Ahora todos los maleteros habían bajado la mirada y esperaban en silencio mi respuesta.
– Ah -dije-. ¿Así que no saben lo que ha ocurrido en el auditórium…?
– Hemos estado con Gustav hasta ahora, señor -dijo el maletero barbudo-. Acaban de llevárselo hace un momento. Debe disculparnos, señor Ryder. Ha sido muy descortés de nuestra parte no haber estado presentes mientras pronunciaba su discurso, sobre todo si ha tenido la amabilidad de acordarse de su promesa y…
– Miren -le interrumpí con suavidad-. Hay muchas cosas que no han salido como estaban planeadas. Me sorprende que no hayan oído lo que ha pasado; pero, claro, dadas las circunstancias… -Hice una pausa, y luego, tomando aliento, dije con voz más firme-: Lo siento, pero lo cierto es que hay muchas cosas, no sólo el pequeño discurso en favor de ustedes que tenía preparado, que no han salido según lo planeado.
– Así que me está diciendo, señor… -El mozo barbudo dejó la frase en suspenso, y bajó la cabeza con expresión decepcionada. Los otros maleteros, que habían estado mirándome con fijeza, fueron bajando, uno a uno, la mirada. Y al cabo uno de ellos, desde el fondo del grupo, me espetó en un tono casi iracundo:
– Gustav no ha parado de preguntarlo. Hasta el final. No ha parado de preguntarlo: «¿Se sabe algo ya del señor Ryder?» Hasta el último suspiro…

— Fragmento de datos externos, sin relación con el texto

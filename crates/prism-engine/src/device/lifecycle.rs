use std::time::Duration;

use super::{DeviceState, DeviceStatus, GraphicsBackend};

/// Whether the current frame may run.
#[derive(Debug, Copy, Clone, Eq, PartialEq)]
pub enum FrameGate {
    Proceed,
    /// Device not usable this tick; try again next frame.
    Skip,
    /// Device is gone for good.
    Halt,
}

/// Sole owner of the device state.
///
/// Each frame starts with [`begin_frame`](Self::begin_frame), which issues the
/// status query and applies the resulting transition. Recovery is retried every
/// frame without a cutoff until the device comes back or reports a fatal error.
pub struct DeviceLifecycle<B> {
    backend: B,
    state: DeviceState,
    lost_backoff: Duration,
}

impl<B: GraphicsBackend> DeviceLifecycle<B> {
    /// Starts in [`DeviceState::Operational`]; setup has already succeeded.
    pub fn new(backend: B, lost_backoff: Duration) -> Self {
        Self {
            backend,
            state: DeviceState::Operational,
            lost_backoff,
        }
    }

    pub fn state(&self) -> DeviceState {
        self.state
    }

    pub fn backend(&self) -> &B {
        &self.backend
    }

    pub fn backend_mut(&mut self) -> &mut B {
        &mut self.backend
    }

    pub fn into_backend(self) -> B {
        self.backend
    }

    /// Queries the device and advances the state machine.
    pub fn begin_frame(&mut self) -> FrameGate {
        if self.state.is_terminal() {
            return FrameGate::Halt;
        }

        match self.backend.check_status() {
            DeviceStatus::Ok => match self.state {
                DeviceState::Operational => FrameGate::Proceed,
                DeviceState::Lost => {
                    self.transition(DeviceState::Operational);
                    FrameGate::Proceed
                }
                DeviceState::NeedsReset => {
                    self.try_reset();
                    FrameGate::Skip
                }
                DeviceState::Fatal => FrameGate::Halt,
            },
            DeviceStatus::Lost => {
                if self.state != DeviceState::Lost {
                    self.transition(DeviceState::Lost);
                    self.backend.on_device_lost();
                }
                // Bounded wait so a missing device does not spin the loop.
                if !self.lost_backoff.is_zero() {
                    std::thread::sleep(self.lost_backoff);
                }
                FrameGate::Skip
            }
            DeviceStatus::NotReset => {
                self.transition(DeviceState::NeedsReset);
                self.try_reset();
                FrameGate::Skip
            }
            DeviceStatus::DriverInternalError => {
                self.transition(DeviceState::Fatal);
                self.backend
                    .notify_fatal("the graphics driver reported an internal error");
                FrameGate::Halt
            }
        }
    }

    fn try_reset(&mut self) {
        match self.backend.on_device_available() {
            Ok(()) => self.transition(DeviceState::Operational),
            Err(e) => log::warn!("device reset failed, retrying next frame: {e}"),
        }
    }

    fn transition(&mut self, to: DeviceState) {
        let from = self.state;
        if from == to {
            return;
        }

        match to {
            DeviceState::Operational => log::info!("device {from} -> {to}"),
            DeviceState::Fatal => log::error!("device {from} -> {to}"),
            _ => log::warn!("device {from} -> {to}"),
        }

        self.state = to;
        self.backend.on_state_changed(from, to);
    }
}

Varios de sus colegas se apresuraron a calmarle, y luego siguió un largo silencio. Finalmente, el maletero barbudo, sin dejar de mirar hacia la hierba, dijo:
– No importa. Seguiremos intentándolo, igual que siempre. De hecho lo intentaremos con más empeño que nunca. No vamos a fallarle a Gustav. Él siempre fue nuestro guía, y nada va a cambiar ahora que se ha ido. Tenemos una ardua y difícil lucha por delante, siempre la hemos tenido, lo sabemos, y no va a ser menos dura de ahora en adelante. Pero no vamos a bajar la guardia, no vamos a ceder un ápice. Recordaremos a Gustav y seguiremos en la brecha. Por supuesto, su pequeño discurso, señor, si hubiera podido pronunciarlo, habría sido…, nos habría ayudado mucho, no hay duda. Pero, claro, si llegado el momento no le ha parecido oportuno…
– Escuche -dije, empezando a impacientarme-. Sabrán muy pronto lo que ha sucedido. La verdad es que me sorprende que no se hayan preocupado por estar más al tanto de los asuntos de mayor trascendencia de su comunidad. Es más: parecen no tener ni idea de la clase de vida que me veo obligado a llevar. De las grandes responsabilidades a las que debo hacer frente. Ahora mismo, mientras estoy aquí hablando con ustedes, he de pensar en mi próximo compromiso en Helsinki. Si las cosas no les han salido como esperaban, lo siento mucho. Pero no tienen ningún derecho a venir a importunarme de este modo…
Las palabras se apagaron en mis labios. A mi derecha, a lo lejos, había un sendero que partía de la sala de conciertos y se internaba en el bosque cercano. Llevaba ya cierto tiempo viendo cómo una columna de personas subía por él y se perdía entre los árboles. De vuelta a casa -me dije- para descansar un par de horas antes de dar comienzo a la jornada. De pronto divisé a Sophie y a Boris, que, mezclados entre la gente, subían con paso resuelto por el sendero. El chico había vuelto a rodear con el brazo -en ademán protector- el hombro de su madre, pero por lo demás nada hacía sospechar el dolor que sin duda les embargaba por su reciente pérdida. Traté de ver la expresión de sus caras, pero estaban demasiado lejos, e instantes después también ellos se perdieron entre los árboles.